18:23 = Jimi Hendrix Purple Haze plays on my Spotify playlist. The lyrics “please excuse while I kiss the sky… I don’t know if I’m up or down… I don’t know if it’s day or night” seems particularly poignant

18:46 = We land in Amsterdam. Reminder that 8 o’clock is 2 minutes of Silence 2nd for world war…

20:49 (Amsterdam time) = We buy beers. Flight is delayed. Luke tries on one of the dust masks I brought with me, with my sunglasses on too. Hilarity ensues

 

21:08 = Our second round of beers. The big boy plane taking us to Seoul arrives. We prepare to board.

21:22 = The plane is delayed for a further 30 mins. I Skype my brother.

22:23 = We finally queue for our flight. I am exhausted but we have to stay up for our dinner to be served. Gimme that food!
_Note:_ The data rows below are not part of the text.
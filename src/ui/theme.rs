//! UI Theme - Shared colors and styling constants

use macroquad::prelude::Color;

/// Viewer background behind the model and overlay
pub const BG_COLOR: Color = Color::new(0.06, 0.06, 0.08, 1.0);

/// Primary text color
pub const TEXT_COLOR: Color = Color::new(1.0, 1.0, 1.0, 1.0);

/// Dimmed/secondary text
pub const TEXT_DIM: Color = Color::new(0.6, 0.6, 0.65, 1.0);

/// Active navigation tab (#F4CF15)
pub const ACCENT: Color = Color::new(0.957, 0.812, 0.082, 1.0);

/// Brand color, also the placeholder model's (#667eea)
pub const BRAND: Color = Color::new(0.4, 0.494, 0.918, 1.0);

/// Annotation callout lines
pub const CALLOUT_LINE: Color = Color::new(1.0, 1.0, 1.0, 0.85);

/// Button fill
pub const BUTTON_BG: Color = Color::new(0.957, 0.812, 0.082, 1.0);

/// Button label
pub const BUTTON_TEXT: Color = Color::new(0.08, 0.08, 0.1, 1.0);

/// Modal card
pub const MODAL_BG: Color = Color::new(0.12, 0.12, 0.15, 0.96);

/// Page shade behind the modal
pub const MODAL_SHADE: Color = Color::new(0.0, 0.0, 0.0, 0.45);

/// Bottom navigation bar
pub const NAV_BG: Color = Color::new(0.08, 0.08, 0.1, 0.92);

// =============================================================================
// Font Sizes
// =============================================================================

/// Header/title text size
pub const FONT_SIZE_HEADER: f32 = 28.0;

/// Standard content text size
pub const FONT_SIZE_CONTENT: f32 = 20.0;

/// Small/detail text size
pub const FONT_SIZE_SMALL: f32 = 16.0;

/// Fade time for elements shown or hidden through the page
pub const TRANSITION_MS: f64 = 300.0;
22:46 = on a plane. An ajushi (an older Korean gentleman) is in the window seat on my row. No-one else sits next to me and I am sat on the aisle seat so I have plenty of room. Ready to sleep to be honest. Estimated journey time 9h 41m

22:54 = I’ve just realised its 05:54 in Seoul… If I want to adjust to Korean time, I want about 5 hours of sleep… or to wake up at around 11 KST…

23:34 = We take off. Everyone just wants to sleep. The poor ajushi next to the window is clearly exhausted. Cleaned my face with a face wipe and put my night cream on. I want to sleep but don’t want to miss the food cause I am quite hungry.

23:46 = I get my pillow and eye mask ready, I need sleeeeep.

23:57 = Other passengers are taking their shoes AND socks off… please, no, don’t be these people.

00:45 = Food is served. Bad bibimbap and a slightly weird salad, everything else is good so I enjoy the cheese and crackers and the pudding which is like a caramel cheesecake thing . I finish my book, The Wonder by Emma Donahue.

01:35 = I neeed sleep but the guy next to me needed the toilet and got up… so I have to wait for him… once he’s back though, I’m going straight to sleep.

 

07:13 = I wake up, and actually feel pretty well rested. I want to brush my teeth and wash up though. Can not wait to have a shower… 2 hours till land

07:24 = I put on a tea tree sheet mask cause my skin felt gross. I used the warmed towel handed out first and then put on my mask. It’s on for 20 mins

07:35 = I have butterflies in my stomach… I can’t believe I’m nearly there 😱

07:47 = The mask comes off. I feel so refreshed and much more awake.

07:50 = Breakfast is served. It includes eggs, tomatoes, cheese, bread, fruit and yogurt.  Oh and coffee… lots of coffee…

08:02 = Conclusion. Food was good. Coffee was baaaddddd

08:11 = Luke didn’t sleep at all. He feels “like he’s been hit with a bat” I put on my under-eye collagen patches so that I don’t look quite so dead. These stay on for 20 minutes.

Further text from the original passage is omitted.